September 24, 2013
Booster Dose Of New Meningitis Vaccine May Be Beneficial
A study of 4CMenB, a new vaccine to protect against meningitis B bacteria (which can cause potentially fatal bacterial meningitis in children), shows that waning immunity induced by infant vaccination can be overcome by a booster dose at 40 months of age, according to a clinical trial published in CMAJ (Canadian Medical Association Journal).
In this study of 113 children, the Oxford Vaccine Group (part of the University of Oxford Department of Paediatrics) shows that high antibody levels observed 1 month after receiving 4CMenB at 2, 4, 6 and 12 months of age decline over the following 2 ½ years. Blood samples taken from participants were tested against a panel of different strains of the meningitis B bacteria. Against some strains the antibody levels remained higher than in children who had never received the vaccine, while against other strains there was no obvious difference.

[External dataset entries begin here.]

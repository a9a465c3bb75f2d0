//! Operational event handlers installed at startup.
//!
//! These run outside the request path: the order flow pushes events into the hook channels after the
//! mutation commits, and the handlers do their work (currently audit logging and refund flagging) on their
//! own time. A slow handler delays nothing but itself.

use log::*;
use storefront_engine::{
    db_types::{OrderStatusType, PaymentMethod},
    events::{EventHandlers, EventHooks, OrderStatusChangedEvent},
};

pub const OPS_EVENT_BUFFER_SIZE: usize = 25;

pub fn create_ops_event_handlers() -> EventHandlers {
    let mut hooks = EventHooks::default();
    // --- On OrderCreated handler ---
    hooks.on_order_created(|ev| {
        let order = ev.order;
        Box::pin(async move {
            info!(
                "🧾️ New order {} from {} <{}> for {} ({} item(s), {})",
                order.id,
                order.customer_name,
                order.customer_email,
                order.total,
                order.items.len(),
                order.payment_method
            );
        })
    });
    // --- On StatusChanged handler ---
    hooks.on_status_changed(|ev| {
        let OrderStatusChangedEvent { order, old_status } = ev;
        Box::pin(async move {
            info!("🧾️ Order {} moved from {old_status} to {}", order.id, order.status);
            if order.status == OrderStatusType::Cancelled && order.payment_method == PaymentMethod::Card {
                warn!(
                    "🧾️ Order {} was paid by card and has been cancelled. A refund of {} may be required.",
                    order.id, order.total
                );
            }
        })
    });
    EventHandlers::new(OPS_EVENT_BUFFER_SIZE, hooks)
}
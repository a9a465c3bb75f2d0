use std::fmt::Debug;

use log::*;

use crate::{
    db_types::{Customer, CustomerSummary, NewCustomer},
    traits::{CustomerApiError, CustomerDirectory},
};

/// Customer directory management: registration and the per-customer spending summary.
pub struct CustomerApi<B> {
    db: B,
}

impl<B> Debug for CustomerApi<B> {
    fn fmt(&self, f: &mut std::fmt::Formatter<'_>) -> std::fmt::Result {
        write!(f, "CustomerApi")
    }
}

impl<B> CustomerApi<B> {
    pub fn new(db: B) -> Self {
        Self { db }
    }
}

impl<B> CustomerApi<B>
where B: CustomerDirectory
{
    /// Registers a new customer. Emails are unique, case-insensitively; the database enforces this with a
    /// unique index, so the pre-check here only exists to produce the friendlier error.
    pub async fn register_customer(&self, customer: NewCustomer) -> Result<Customer, CustomerApiError> {
        if customer.name.trim().is_empty() {
            return Err(CustomerApiError::MissingField("name"));
        }
        if customer.email.trim().is_empty() {
            return Err(CustomerApiError::MissingField("email"));
        }
        if self.db.fetch_customer_by_email(&customer.email).await?.is_some() {
            return Err(CustomerApiError::DuplicateEmail(customer.email));
        }
        let customer = self.db.insert_customer(customer).await?;
        info!("👤️ Registered customer {} <{}>", customer.name, customer.email);
        Ok(customer)
    }

    pub async fn customer_summaries(&self) -> Result<Vec<CustomerSummary>, CustomerApiError> {
        self.db.customer_summaries().await
    }
}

"Experience with other meningococcal vaccines has shown that waning of bactericidal antibody titres was associated with a decline in vaccine effectiveness following infant vaccination with serogroup C meningococcal conjugate vaccines," writes Dr. Matthew Snape, Department of Pediatrics, University of Oxford and National Institute for Health Research Oxford Biomedical Research Centre, Oxford, UK, with coauthors.
After receiving a booster dose at 40 months of age, 89%–100% of the children had high antibody levels for all but 1 of the 8 Meningitis B strains tested.
"Consistent with other vaccines against meningococcal disease, a waning of hSBA titres was observed after infant vaccination with 4CMenB. A booster dose during preschool years was well tolerated," write the authors.
"If 4CMenB were to be introduced into a routine vaccination schedule, measures such as adequate disease surveillance would be important to determine whether waning of antibodies might influence the effectiveness of a vaccination campaign against this bacterium," they conclude.